社説:教員の勤務実態 長時間労働の根本的解決を

 ある小学校教員(39)の1日を追うルポが先日あった。

 起床は午前5時半。電車で通勤し、職員室に顔を出した後、8時には担任を務めるクラスの教室に向かう。

 休み時間も児童と遊び、ほとんど休憩しない。午後はクラブ活動をこなし、放課後は職員会議に出席し、新人を指導する。

 「勤務時間内に仕事を終えるのは不可能」と言い切る。午後9時ごろまで学校に残る日もあるが、同僚より特に多忙というわけではなさそうだ。

 教員の長時間労働が問題となって久しい。果たして、改善は進んでいるのだろうか。

 文部科学省が先月、2022年度の教員勤務実態調査の結果(速報値)を公表した。公立小中学校に勤める約3万5千人から回答を得た。

 教員は、学校内での勤務時間が週60時間以上になると、一般に「過労死ライン」とされる月80時間超の残業をした、とみなされる。

 それが、前回16年度の調査と比べて、小学校教諭で19.2ポイント減の14.2%、中学校教諭で21.1ポイント減の36.6%となり、大幅に改善した。

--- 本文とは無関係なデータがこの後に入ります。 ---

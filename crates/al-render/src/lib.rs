//! Glyph rendering for asciiloop.
//!
//! `canvas` lays out index grids on any [`al_core::traits::GlyphSurface`];
//! `terminal` and `raster` are the two concrete surfaces.

pub mod canvas;
pub mod raster;
pub mod terminal;
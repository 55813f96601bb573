use al_core::config::RenderConfig;
use al_core::error::CoreError;
use al_core::frame::{Container, GridDims, IndexGrid};
use al_core::ramp::GlyphRamp;
use al_core::traits::GlyphSurface;

/// Lays out glyph grids on a drawing surface.
///
/// Owns the surface and the cell geometry. Cell (col, row) is drawn at
/// `(col × cell_width, row × cell_height)` in device-independent pixels; the
/// surface backing store is `round(size × dpr)` device pixels with a matching
/// scale transform, so glyphs stay crisp on dense displays.
///
/// # Example
/// ```
/// use al_core::config::RenderConfig;
/// use al_core::frame::{Container, GridDims};
/// use al_render::canvas::GlyphCanvas;
/// use al_render::terminal::TerminalSurface;
///
/// let config = RenderConfig::default();
/// let surface = TerminalSurface::new(&config);
/// let mut canvas = GlyphCanvas::new(surface, &config).unwrap();
/// let dims = canvas.resize(Container::new(66.0, 24.0, 1.0));
/// assert_eq!(dims, Some(GridDims::new(10, 2)));
/// ```
pub struct GlyphCanvas<S> {
    surface: S,
    ramp: GlyphRamp,
    config: RenderConfig,
    container: Option<Container>,
    dims: GridDims,
}

impl<S: GlyphSurface> GlyphCanvas<S> {
    /// Wrap `surface` with the ramp and cell size from `config`.
    ///
    /// # Errors
    /// Returns [`CoreError::EmptyRamp`] or [`CoreError::RampTooLong`] if the
    /// configured ramp cannot be addressed by grid values.
    pub fn new(surface: S, config: &RenderConfig) -> Result<Self, CoreError> {
        Ok(Self {
            surface,
            ramp: GlyphRamp::new(&config.ramp)?,
            config: config.clone(),
            container: None,
            dims: GridDims::default(),
        })
    }

    /// Apply a new container size.
    ///
    /// Reconfigures the surface whenever the container changes, and returns
    /// the new grid dimensions only when they differ from the current ones.
    pub fn resize(&mut self, container: Container) -> Option<GridDims> {
        if self.container == Some(container) {
            return None;
        }
        self.container = Some(container);

        let (bw, bh) = container.backing_size();
        self.surface.configure(bw, bh, container.effective_dpr());

        let dims = self.config.grid_dims(&container);
        if dims == self.dims {
            return None;
        }
        log::debug!(
            "GlyphCanvas: {}x{} cells, backing {bw}x{bh} @ {}x",
            dims.cols,
            dims.rows,
            container.effective_dpr()
        );
        self.dims = dims;
        Some(dims)
    }

    /// Current grid dimensions (0×0 before the first resize).
    #[inline]
    #[must_use]
    pub fn dims(&self) -> GridDims {
        self.dims
    }

    /// Clear the whole container to the background.
    pub fn begin_frame(&mut self) {
        if let Some(c) = self.container {
            self.surface.clear(c.width, c.height);
        }
    }

    /// Draw one cell. `value` is a 1-based ramp index; `0` draws nothing.
    #[inline]
    pub fn draw_cell(&mut self, col: u32, row: u32, value: u8) {
        if let Some(ch) = self.ramp.glyph(value) {
            let x = col as f32 * self.config.cell_width();
            let y = row as f32 * self.config.cell_height();
            self.surface.fill_glyph(ch, x, y);
        }
    }

    /// Clear, then draw every non-zero cell of `grid` using its own layout.
    ///
    /// Returns `false` (and leaves the surface untouched) for an empty grid.
    pub fn draw_grid(&mut self, grid: &IndexGrid) -> bool {
        if grid.is_empty() {
            return false;
        }
        self.begin_frame();
        let cols = grid.dims.cols as usize;
        for (row, line) in grid.cells.chunks_exact(cols).enumerate() {
            for (col, &value) in line.iter().enumerate() {
                if value != 0 {
                    self.draw_cell(col as u32, row as u32, value);
                }
            }
        }
        true
    }

    #[must_use]
    pub fn surface(&self) -> &S {
        &self.surface
    }
}

#[cfg(test)]
mod tests {
    use super::*;

    #[derive(Default)]
    struct Recorder {
        configured: Vec<(u32, u32, f32)>,
        clears: usize,
        glyphs: Vec<(char, f32, f32)>,
    }

    impl GlyphSurface for Recorder {
        fn configure(&mut self, w: u32, h: u32, scale: f32) {
            self.configured.push((w, h, scale));
        }
        fn clear(&mut self, _w: f32, _h: f32) {
            self.clears += 1;
            self.glyphs.clear();
        }
        fn fill_glyph(&mut self, ch: char, x: f32, y: f32) {
            self.glyphs.push((ch, x, y));
        }
    }

    fn config() -> RenderConfig {
        RenderConfig {
            ramp: " .#".into(),
            font_size: 10.0,
            char_aspect: 0.5,
            ..RenderConfig::default()
        }
    }

    #[test]
    fn backing_store_follows_dpr() {
        let mut canvas = GlyphCanvas::new(Recorder::default(), &config()).unwrap();
        assert_eq!(
            canvas.resize(Container::new(101.3, 40.0, 2.0)),
            Some(GridDims::new(20, 4))
        );
        assert_eq!(canvas.surface().configured, vec![(203, 80, 2.0)]);
    }

    #[test]
    fn dims_reported_only_on_change() {
        let mut canvas = GlyphCanvas::new(Recorder::default(), &config()).unwrap();
        assert!(canvas.resize(Container::new(100.0, 40.0, 1.0)).is_some());
        assert!(canvas.resize(Container::new(100.0, 40.0, 1.0)).is_none());
        // Same grid, new density: surface rescaled, no new dims.
        assert!(canvas.resize(Container::new(102.0, 41.0, 3.0)).is_none());
        assert_eq!(canvas.surface().configured.len(), 2);
        assert_eq!(
            canvas.resize(Container::new(200.0, 40.0, 3.0)),
            Some(GridDims::new(40, 4))
        );
    }

    #[test]
    fn grid_cells_land_on_cell_origins() {
        let mut canvas = GlyphCanvas::new(Recorder::default(), &config()).unwrap();
        canvas.resize(Container::new(15.0, 20.0, 2.0));
        let grid = IndexGrid {
            cells: vec![0, 3, 0, 2, 1, 0],
            dims: GridDims::new(3, 2),
        };
        assert!(canvas.draw_grid(&grid));
        let s = canvas.surface();
        assert_eq!(s.clears, 1);
        assert_eq!(
            s.glyphs,
            vec![('#', 5.0, 0.0), ('.', 0.0, 10.0), (' ', 5.0, 10.0)]
        );
    }

    #[test]
    fn empty_grid_is_ignored() {
        let mut canvas = GlyphCanvas::new(Recorder::default(), &config()).unwrap();
        canvas.resize(Container::new(15.0, 20.0, 1.0));
        assert!(!canvas.draw_grid(&IndexGrid::new(GridDims::default())));
        assert_eq!(canvas.surface().clears, 0);
    }

    #[test]
    fn out_of_ramp_values_are_skipped() {
        let mut canvas = GlyphCanvas::new(Recorder::default(), &config()).unwrap();
        canvas.resize(Container::new(15.0, 20.0, 1.0));
        canvas.draw_cell(0, 0, 200);
        assert!(canvas.surface().glyphs.is_empty());
    }
}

 通常時の1週間の平均勤務時間は、前回は60時間を超えていた小中の副校長・教頭が58時間台、中学校教諭が57時間台になった。

 部活動のガイドラインを改めたり、新型コロナウイルス対策で学校行事を絞り込んだりしたことなどが功を奏したようだ。文科省は、働き方改革が成果を上げたとする。

 一方で、同省の定めた月45時間の上限を超えて残業をした教諭が多くみられる。

 この上限を上回ることになるのは、学校内の勤務時間が週50時間以上になる教諭で、今回は小学校で64.5%、中学校で77.1%を占めていた。

 これでは、依然として長時間労働が常態化している、といわざるを得ない。

 公立学校の教員は、学校行事や災害時などの超勤項目以外は残業代が払われない。通常の勤務では、超過分の切り分けが難しいためで、代わりに月給の4%相当が「教職調整額」として支給される。

 調査結果を受けて文科省は今後、中教審で教員の処遇改善について議論し、教職調整額を規定している教職員給与特別措置法を見直すという。

 手当てなどを増やし、職場での動機づけを高めてもらおうとの意見もある。しかし、それだけでは問題の根本的な解決にならないのは明らかだ。

 教育行政の識者は、今の学習指導要領の分量を前提にしていては大きな改善は期待できず、要領の内容を絞るか、教員を増やすしか手だてはない、と指摘している。

 財源も含め、さらに議論を深める必要がありそうだ。